*ACTIVITY:*
Please repeat each line of the data exactly, with nothing left out.

= Beginning of Section =

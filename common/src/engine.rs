use chrono::NaiveTime;
use serde::Serialize;

use crate::{
    config::HabitatConfig,
    thermostat::Thermostat,
    types::{ControlDecision, SensorSample},
    uv,
};

/// Identity of a controlled relay.
#[derive(Debug, Clone, Copy, PartialEq, Eq, Serialize)]
#[serde(rename_all = "lowercase")]
pub enum RelayId {
    Light,
    Heat,
}

impl RelayId {
    pub fn as_str(self) -> &'static str {
        match self {
            Self::Light => "light",
            Self::Heat => "heat",
        }
    }
}

/// A hardware write the orchestrator wants performed this cycle. Emitted
/// only when the commanded value differs from the previous cycle, keeping
/// relay writes idempotent.
#[derive(Debug, Clone, Copy, PartialEq, Eq)]
pub struct RelayCommand {
    pub relay: RelayId,
    pub on: bool,
}

/// Shadow of the commanded relay states. Re-initialised to all-off at
/// startup; mutated only by the engine.
#[derive(Debug, Clone, Copy, Default, PartialEq, Eq, Serialize)]
#[serde(rename_all = "camelCase")]
pub struct RelayState {
    pub light_on: bool,
    pub heat_on: bool,
}

#[derive(Debug, Clone, Copy, Default)]
struct FaultCounters {
    temperature: u32,
    humidity: u32,
    uva: u32,
    uvb: u32,
    uvc: u32,
}

impl FaultCounters {
    fn record(&mut self, sample: &SensorSample, track_uvc: bool) {
        fn bump(counter: &mut u32, ok: bool) {
            *counter = if ok { 0 } else { counter.saturating_add(1) };
        }
        bump(&mut self.temperature, sample.temperature_c.is_some());
        bump(&mut self.humidity, sample.humidity_pct.is_some());
        bump(&mut self.uva, sample.uva_raw.is_some());
        bump(&mut self.uvb, sample.uvb_raw.is_some());
        // An unconfigured UVC channel is advisory and must not trip the
        // fail-safe on rigs without a UVC-capable sensor.
        if track_uvc {
            bump(&mut self.uvc, sample.uvc_raw.is_some());
        } else {
            self.uvc = 0;
        }
    }

    fn worst_streak(&self) -> u32 {
        self.temperature
            .max(self.humidity)
            .max(self.uva)
            .max(self.uvb)
            .max(self.uvc)
    }
}

/// Per-field consecutive failure streaks, surfaced for health reporting.
#[derive(Debug, Clone, Copy, Serialize)]
#[serde(rename_all = "camelCase")]
pub struct FaultSummary {
    pub temperature: u32,
    pub humidity: u32,
    pub uva: u32,
    pub uvb: u32,
    pub uvc: u32,
    pub degraded: bool,
}

/// The control cycle orchestrator.
///
/// Owns every piece of state that survives across cycles: the relay shadow
/// state, the per-field fault counters, and the thermostat's hysteresis
/// position. One instance per process; the control loop is its single
/// writer. Passing the state through explicitly keeps cycles fully
/// deterministic under test, with no ambient clock or hardware.
#[derive(Debug, Default)]
pub struct CycleEngine {
    thermostat: Thermostat,
    relays: RelayState,
    faults: FaultCounters,
    degraded: bool,
    last_decision: Option<ControlDecision>,
}

impl CycleEngine {
    pub fn new() -> Self {
        Self::default()
    }

    /// Run one control cycle.
    ///
    /// Always produces a decision, even when every sensor field failed.
    /// Once any field's failure streak reaches the configured ceiling the
    /// cycle is degraded: heat is forced off (never on, under uncertainty)
    /// while the light keeps following the schedule, which needs no sensor.
    pub fn run_cycle(
        &mut self,
        now: NaiveTime,
        sample: &SensorSample,
        config: &HabitatConfig,
    ) -> (ControlDecision, Vec<RelayCommand>) {
        let daytime = config.lights.is_daytime(now);
        let setpoint = config.setpoint_c(daytime);

        self.faults.record(sample, config.uv.uvc_band.is_some());
        self.degraded = self.faults.worst_streak() >= config.control.fault_ceiling;

        let heat_on = if self.degraded {
            self.thermostat.force_off();
            false
        } else {
            self.thermostat
                .step(sample.temperature_c, setpoint, config.temp_tolerance_c)
                .is_on()
        };

        let factor = config.uv.geometry.correction_factor();
        let uva = uv::correct_reading(sample.uva_raw, factor);
        let uvb = uv::correct_reading(sample.uvb_raw, factor);
        let uvc = uv::correct_reading(sample.uvc_raw, factor);

        let decision = ControlDecision {
            light_on: daytime,
            heat_on,
            daytime,
            setpoint_c: setpoint,
            uva,
            uvb,
            uvc,
            uva_class: config.uv.uva_band.classify(uva),
            uvb_class: config.uv.uvb_band.classify(uvb),
            uvc_class: config.uv.uvc_band.map(|band| band.classify(uvc)),
            degraded: self.degraded,
        };

        let commands = self.relay_commands(RelayState {
            light_on: decision.light_on,
            heat_on: decision.heat_on,
        });
        self.last_decision = Some(decision);
        (decision, commands)
    }

    /// Commands that drive every relay to the safe state for shutdown.
    pub fn shutdown_commands(&mut self) -> Vec<RelayCommand> {
        self.thermostat.force_off();
        self.relay_commands(RelayState::default())
    }

    pub fn relay_state(&self) -> RelayState {
        self.relays
    }

    pub fn last_decision(&self) -> Option<ControlDecision> {
        self.last_decision
    }

    pub fn fault_summary(&self) -> FaultSummary {
        FaultSummary {
            temperature: self.faults.temperature,
            humidity: self.faults.humidity,
            uva: self.faults.uva,
            uvb: self.faults.uvb,
            uvc: self.faults.uvc,
            degraded: self.degraded,
        }
    }

    fn relay_commands(&mut self, desired: RelayState) -> Vec<RelayCommand> {
        let mut commands = Vec::new();
        if desired.light_on != self.relays.light_on {
            commands.push(RelayCommand {
                relay: RelayId::Light,
                on: desired.light_on,
            });
        }
        if desired.heat_on != self.relays.heat_on {
            commands.push(RelayCommand {
                relay: RelayId::Heat,
                on: desired.heat_on,
            });
        }
        self.relays = desired;
        commands
    }
}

= End of Section =

*PROBLEM SOLUTION:*
filename common/src/engine.rs
use chrono::NaiveTime;
use serde::Serialize;

use crate::{
    config::HabitatConfig,
    thermostat::Thermostat,
    types::{ControlDecision, SensorSample},
    uv,
};

/// Identity of a controlled relay.
#[derive(Debug, Clone, Copy, PartialEq, Eq, Serialize)]
#[serde(rename_all = "lowercase")]
pub enum RelayId {
    Light,
    Heat,
}

impl RelayId {
    pub fn as_str(self) -> &'static str {
        match self {
            Self::Light => "light",
            Self::Heat => "heat",
        }
    }
}

/// A hardware write the orchestrator wants performed this cycle. Emitted
/// only when the commanded value differs from the previous cycle, keeping
/// relay writes idempotent.
#[derive(Debug, Clone, Copy, PartialEq, Eq)]
pub struct RelayCommand {
    pub relay: RelayId,
    pub on: bool,
}

/// Shadow of the commanded relay states. Re-initialised to all-off at
/// startup; mutated only by the engine.
#[derive(Debug, Clone, Copy, Default, PartialEq, Eq, Serialize)]
#[serde(rename_all = "camelCase")]
pub struct RelayState {
    pub light_on: bool,
    pub heat_on: bool,
}

#[derive(Debug, Clone, Copy, Default)]
struct FaultCounters {
    temperature: u32,
    humidity: u32,
    uva: u32,
    uvb: u32,
    uvc: u32,
}

impl FaultCounters {
    fn record(&mut self, sample: &SensorSample, track_uvc: bool) {
        fn bump(counter: &mut u32, ok: bool) {
            *counter = if ok { 0 } else { counter.saturating_add(1) };
        }
        bump(&mut self.temperature, sample.temperature_c.is_some());
        bump(&mut self.humidity, sample.humidity_pct.is_some());
        bump(&mut self.uva, sample.uva_raw.is_some());
        bump(&mut self.uvb, sample.uvb_raw.is_some());
        // An unconfigured UVC channel is advisory and must not trip the
        // fail-safe on rigs without a UVC-capable sensor.
        if track_uvc {
            bump(&mut self.uvc, sample.uvc_raw.is_some());
        } else {
            self.uvc = 0;
        }
    }

    fn worst_streak(&self) -> u32 {
        self.temperature
            .max(self.humidity)
            .max(self.uva)
            .max(self.uvb)
            .max(self.uvc)
    }
}

/// Per-field consecutive failure streaks, surfaced for health reporting.
#[derive(Debug, Clone, Copy, Serialize)]
#[serde(rename_all = "camelCase")]
pub struct FaultSummary {
    pub temperature: u32,
    pub humidity: u32,
    pub uva: u32,
    pub uvb: u32,
    pub uvc: u32,
    pub degraded: bool,
}

/// The control cycle orchestrator.
///
/// Owns every piece of state that survives across cycles: the relay shadow
/// state, the per-field fault counters, and the thermostat's hysteresis
/// position. One instance per process; the control loop is its single
/// writer. Passing the state through explicitly keeps cycles fully
/// deterministic under test, with no ambient clock or hardware.
#[derive(Debug, Default)]
pub struct CycleEngine {
    thermostat: Thermostat,
    relays: RelayState,
    faults: FaultCounters,
    degraded: bool,
    last_decision: Option<ControlDecision>,
}

impl CycleEngine {
    pub fn new() -> Self {
        Self::default()
    }

    /// Run one control cycle.
    ///
    /// Always produces a decision, even when every sensor field failed.
    /// Once any field's failure streak reaches the configured ceiling the
    /// cycle is degraded: heat is forced off (never on, under uncertainty)
    /// while the light keeps following the schedule, which needs no sensor.
    pub fn run_cycle(
        &mut self,
        now: NaiveTime,
        sample: &SensorSample,
        config: &HabitatConfig,
    ) -> (ControlDecision, Vec<RelayCommand>) {
        let daytime = config.lights.is_daytime(now);
        let setpoint = config.setpoint_c(daytime);

        self.faults.record(sample, config.uv.uvc_band.is_some());
        self.degraded = self.faults.worst_streak() >= config.control.fault_ceiling;

        let heat_on = if self.degraded {
            self.thermostat.force_off();
            false
        } else {
            self.thermostat
                .step(sample.temperature_c, setpoint, config.temp_tolerance_c)
                .is_on()
        };

        let factor = config.uv.geometry.correction_factor();
        let uva = uv::correct_reading(sample.uva_raw, factor);
        let uvb = uv::correct_reading(sample.uvb_raw, factor);
        let uvc = uv::correct_reading(sample.uvc_raw, factor);

        let decision = ControlDecision {
            light_on: daytime,
            heat_on,
            daytime,
            setpoint_c: setpoint,
            uva,
            uvb,
            uvc,
            uva_class: config.uv.uva_band.classify(uva),
            uvb_class: config.uv.uvb_band.classify(uvb),
            uvc_class: config.uv.uvc_band.map(|band| band.classify(uvc)),
            degraded: self.degraded,
        };

        let commands = self.relay_commands(RelayState {
            light_on: decision.light_on,
            heat_on: decision.heat_on,
        });
        self.last_decision = Some(decision);
        (decision, commands)
    }

    /// Commands that drive every relay to the safe state for shutdown.
    pub fn shutdown_commands(&mut self) -> Vec<RelayCommand> {
        self.thermostat.force_off();
        self.relay_commands(RelayState::default())
    }

    pub fn relay_state(&self) -> RelayState {
        self.relays
    }

    pub fn last_decision(&self) -> Option<ControlDecision> {
        self.last_decision
    }

    pub fn fault_summary(&self) -> FaultSummary {
        FaultSummary {
            temperature: self.faults.temperature,
            humidity: self.faults.humidity,
            uva: self.faults.uva,
            uvb: self.faults.uvb,
            uvc: self.faults.uvc,
            degraded: self.degraded,
        }
    }

    fn relay_commands(&mut self, desired: RelayState) -> Vec<RelayCommand> {
        let mut commands = Vec::new();
        if desired.light_on != self.relays.light_on {
            commands.push(RelayCommand {
                relay: RelayId::Light,
                on: desired.light_on,
            });
        }
        if desired.heat_on != self.relays.heat_on {
            commands.push(RelayCommand {
                relay: RelayId::Heat,
                on: desired.heat_on,
            });
        }
        self.relays = desired;
        commands
    }
}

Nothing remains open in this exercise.